§ What you need to do: Where the string "stdin" appears in a line of the material below, copy that line.
· · · ·
use super::state::ServerState;
use crate::user::{Permission, UserRole};

use axum::{
    extract::{FromRequestParts, OptionalFromRequestParts},
    http::{request::Parts, StatusCode},
    response::IntoResponse,
    Json,
};
use axum_extra::extract::cookie::{Cookie, CookieJar};
use serde::Serialize;
use tracing::debug;

/// Snapshot of the caller's session taken at extraction time. Mutable shopper
/// state stays in the store, see `ServerState::with_shopper`.
#[derive(Debug, Clone)]
pub struct Session {
    pub token: String,
    pub handle: Option<String>,
    pub role: UserRole,
}

impl Session {
    pub fn has_permission(&self, permission: Permission) -> bool {
        self.role.has_permission(permission)
    }

    pub fn require(&self, permission: Permission) -> Result<(), AccessError> {
        if self.has_permission(permission) {
            return Ok(());
        }
        debug!(
            "Session for {} lacks {:?}",
            self.handle.as_deref().unwrap_or("guest"),
            permission
        );
        Err(match permission.premium_feature() {
            Some(feature) => AccessError::PremiumRequired(feature),
            None => AccessError::Forbidden,
        })
    }
}

pub const COOKIE_SESSION_TOKEN_KEY: &str = "session_token";
pub const HEADER_SESSION_TOKEN_KEY: &str = "Authorization";

pub enum SessionExtractionError {
    AccessDenied,
    InternalError,
}

impl IntoResponse for SessionExtractionError {
    fn into_response(self) -> axum::response::Response {
        match self {
            SessionExtractionError::AccessDenied => StatusCode::FORBIDDEN.into_response(),
            SessionExtractionError::InternalError => {
                StatusCode::INTERNAL_SERVER_ERROR.into_response()
            }
        }
    }
}

#[derive(Serialize)]
struct PremiumRequiredBody {
    error: &'static str,
    feature: &'static str,
}

#[derive(Debug, PartialEq, Eq)]
pub enum AccessError {
    Forbidden,
    /// The session is valid but the route belongs to a premium feature.
    PremiumRequired(&'static str),
}

impl IntoResponse for AccessError {
    fn into_response(self) -> axum::response::Response {
        match self {
            AccessError::Forbidden => StatusCode::FORBIDDEN.into_response(),
            AccessError::PremiumRequired(feature) => (
                StatusCode::PAYMENT_REQUIRED,
                Json(PremiumRequiredBody {
                    error: "premium_required",
                    feature,
                }),
            )
                .into_response(),
        }
    }
}

async fn extract_session_token_from_cookies(
    parts: &mut Parts,
    ctx: &ServerState,
) -> Option<String> {
    CookieJar::from_request_parts(parts, ctx)
        .await
        .ok()?
        .get(COOKIE_SESSION_TOKEN_KEY)
        .map(Cookie::value)
        .map(|s| s.to_string())
}

fn extract_session_token_from_headers(parts: &mut Parts) -> Option<String> {
    parts
        .headers
        .get(HEADER_SESSION_TOKEN_KEY)
        .map(|v| v.as_bytes().to_owned())
        .map(|b| String::from_utf8_lossy(&b).into_owned())
}

async fn extract_session_from_request_parts(
    parts: &mut Parts,
    ctx: &ServerState,
) -> Result<Option<Session>, SessionExtractionError> {
    let token = match extract_session_token_from_cookies(parts, ctx)
        .await
        .or_else(|| extract_session_token_from_headers(parts))
    {
        None => {
            debug!("No token in cookies nor headers.");
            return Ok(None);
        }
        Some(x) => x,
    };

    let mut sessions = ctx
        .sessions
        .lock()
        .map_err(|_| SessionExtractionError::InternalError)?;
    match sessions.get_mut(&token) {
        Some(session) => Ok(Some(Session {
            token: session.token.0.clone(),
            handle: session.handle.clone(),
            role: session.role,
        })),
        None => {
            debug!("Session token not found");
            Ok(None)
        }
    }
}

impl FromRequestParts<ServerState> for Session {
    type Rejection = SessionExtractionError;

    async fn from_request_parts(
        parts: &mut Parts,
        ctx: &ServerState,
    ) -> Result<Self, Self::Rejection> {
        extract_session_from_request_parts(parts, ctx)
            .await?
            .ok_or(SessionExtractionError::AccessDenied)
    }
}

impl OptionalFromRequestParts<ServerState> for Session {
    type Rejection = SessionExtractionError;

    async fn from_request_parts(
        parts: &mut Parts,
        ctx: &ServerState,
    ) -> Result<Option<Self>, Self::Rejection> {
        extract_session_from_request_parts(parts, ctx).await
    }
}

#[cfg(test)]
mod tests {
    use super::*;

    fn session(role: UserRole) -> Session {
        Session {
            token: "token".to_string(),
            handle: None,
            role,
        }
    }

    #[test]
    fn regular_sessions_need_premium_for_builder() {
        let regular = session(UserRole::Regular);
        assert_eq!(regular.require(Permission::ManageCart), Ok(()));
        assert_eq!(
            regular.require(Permission::UseScentBuilder),
            Err(AccessError::PremiumRequired("Custom Scent Builder"))
        );
        assert_eq!(
            session(UserRole::Premium).require(Permission::AccessDeals),
            Ok(())
        );
    }

    #[test]
    fn premium_required_maps_to_payment_required() {
        let response = AccessError::PremiumRequired("Deal Finder").into_response();
        assert_eq!(response.status(), StatusCode::PAYMENT_REQUIRED);
        assert_eq!(
            AccessError::Forbidden.into_response().status(),
            StatusCode::FORBIDDEN
        );
    }
}
use anyhow::{bail, Context, Result};
use clap::Parser;
use std::io::{self, BufRead, Write};
use std::path::PathBuf;

use scentco_catalog_server::catalog::Tier;
use scentco_catalog_server::scent::{match_profile, FlowSettings, ScentProfile};
use scentco_catalog_server::{load_catalog, Catalog};

const DEFAULT_INTENSITY: u8 = 5;

fn parse_path(s: &str) -> Result<PathBuf> {
    let original_path = PathBuf::from(s).canonicalize()?;
    if original_path.is_absolute() {
        return Ok(original_path);
    }
    let cwd = std::env::current_dir()?;
    Ok(cwd.join(original_path))
}

#[derive(Parser, Debug)]
struct CliArgs {
    /// Path to a JSON catalog file, the built-in catalog is used otherwise.
    #[clap(long, value_parser = parse_path)]
    pub catalog_path: Option<PathBuf>,

    /// Only show matches scoring above this.
    #[clap(long, default_value_t = FlowSettings::BUILDER.min_score)]
    pub min_score: u8,

    /// Maximum number of matches to show.
    #[clap(long, default_value_t = FlowSettings::BUILDER.max_results)]
    pub max_results: usize,
}

/// Parses `tier:Note[=intensity]` tokens, underscores in note names stand
/// for spaces, e.g. `base:Vanilla=8 middle:Sea_Notes top:Bergamot`.
fn parse_profile(line: &str) -> Result<ScentProfile> {
    let mut profile = ScentProfile::new();
    for token in line.split_whitespace() {
        let (tier, rest) = token
            .split_once(':')
            .with_context(|| format!("Expected tier:note, got \"{}\"", token))?;
        let Some(tier) = Tier::parse(tier) else {
            bail!("Unknown tier \"{}\"", tier);
        };
        let (note, intensity) = match rest.split_once('=') {
            Some((note, intensity)) => (
                note,
                intensity
                    .parse::<u8>()
                    .with_context(|| format!("Invalid intensity in \"{}\"", token))?,
            ),
            None => (rest, DEFAULT_INTENSITY),
        };
        profile.add_note(tier, &note.replace('_', " "), intensity)?;
    }
    Ok(profile)
}

fn print_matches(catalog: &Catalog, profile: &ScentProfile, settings: FlowSettings) {
    let results = match_profile(profile, catalog.fragrances(), settings);
    if results.is_empty() {
        println!("No matches found.");
        return;
    }
    println!("Found {} matches:\n", results.len());
    for result in results {
        println!(
            "{:>3} {} - {} [{}]\n    {}",
            result.score,
            result.fragrance.brand,
            result.fragrance.name,
            result.matching_notes.join(", "),
            result.reason,
        );
    }
}

fn main() -> Result<()> {
    let cli_args = CliArgs::parse();
    let settings = FlowSettings {
        min_score: cli_args.min_score,
        max_results: cli_args.max_results,
    };
    let catalog = load_catalog(cli_args.catalog_path.as_deref())?;
    println!("Done!");

    let stdin = io::stdin();
    loop {
        print!("Enter notes (e.g. base:Vanilla=8 top:Bergamot): ");
        io::stdout().flush()?;

        let mut user_input = String::new();
        if stdin.lock().read_line(&mut user_input)? == 0 {
            return Ok(());
        }
        let user_input = user_input.trim();
        if user_input.is_empty() {
            continue;
        }

        match parse_profile(user_input) {
            Ok(profile) => print_matches(&catalog, &profile, settings),
            Err(err) => println!("{:#}", err),
        }
        println!();
    }
}

#[cfg(test)]
mod tests {
    use super::*;

    #[test]
    fn parses_tiers_and_intensities() {
        let profile = parse_profile("base:Vanilla=8 middle:Sea_Notes top:bergamot").unwrap();
        assert_eq!(profile.note_count(), 3);
        assert_eq!(profile.tier(Tier::Base)[0].intensity, 8);
        assert_eq!(profile.tier(Tier::Middle)[0].note, "Sea Notes");
        assert_eq!(profile.tier(Tier::Top)[0].intensity, DEFAULT_INTENSITY);
    }

    #[test]
    fn rejects_malformed_tokens() {
        assert!(parse_profile("Vanilla").is_err());
        assert!(parse_profile("bottom:Vanilla").is_err());
        assert!(parse_profile("base:Vanilla=eleven").is_err());
        assert!(parse_profile("base:Vanilla=11").is_err());
    }
}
· · · ·
§ Exercise result:
    let stdin = io::stdin();
        if stdin.lock().read_line(&mut user_input)? == 0 {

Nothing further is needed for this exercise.